Евдокия с Людмилой оставили их с сыном наедине намеренно, чтобы поговорили мужчины, и он это хорошо понял. Потому отвечал односложно, стараясь не обидеть, обдумывал, как перейти к его интересовавшему. Ведь будто с неба свалился в жизнь этих близких ему людей, и что остается промеж ними некоторая отчужденность и будет оставаться дальше. Может, изойдет на нет, истончится, а может, наоборот – встанет во весь рост, и тогда уж разойдутся их дороги навсегда. Данила страшился этого «навсегда», впервые в жизни своей страшился чего-то по-настоящему.

Привыкший не искать окольных путей, и на этот раз рубанул напрямик, грубовато:

– Да че обо мне, моя жись без надобности. Все в ней просто и похоже одно на друго: подоспело время, пошел на промысел. Отсоболевал, возвернулся на выселки. Так из года в год. А вот я хочу тебя спросить, сынок: как жилось вам с матерью?

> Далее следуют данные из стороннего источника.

use thiserror::Error;

use crate::link::LinkError;
use crate::types::WireError;

/// Why a datagram was dropped instead of delivered or forwarded. These are
/// never propagated out of inbound dispatch; they feed the drop counters.
#[derive(Debug, Error)]
pub enum DeliveryError {
    #[error("malformed datagram: {0}")]
    MalformedDatagram(WireError),

    #[error("checksum mismatch")]
    ChecksumMismatch,

    #[error("no route to network {0}")]
    NoRoute(u16),

    #[error("hop limit exceeded")]
    HopLimitExceeded,

    #[error("link transmit failed: {0}")]
    LinkTransmitFailed(#[from] LinkError),
}

impl From<WireError> for DeliveryError {
    fn from(err: WireError) -> Self {
        match err {
            WireError::ChecksumMismatch => Self::ChecksumMismatch,
            other => Self::MalformedDatagram(other),
        }
    }
}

Я вить вроде виноват перед вами…

Сын что-то хотел возразить, Данила остановил его рукой, продолжил:

– Я не о матери твоей, с ней мы все обсказали друг дружке. Я о вас с Людмилой и детишками. И зачем я вам такой: ты – на своих ногах, внучата обихожены?.. Вишь, какой нарисовался… Не сотрешь. Наехал ни с того ни с сего – ни отец, ни дед, а так: тьфу – и боле ничего. Но поверь, Коля, я б пешим ходом прибег, кабы знал, что вы есть и ждете меня. Я вить думал, что поезд тот разбомбило и Дуся погибла. Сведения таки были. И ежели б не добрый человек, а может, и сам Господь Бог, никада бы не увидел вас – не услышал, не поверил, не сорвался б из своих таежных глухоманей и не примчался сюды.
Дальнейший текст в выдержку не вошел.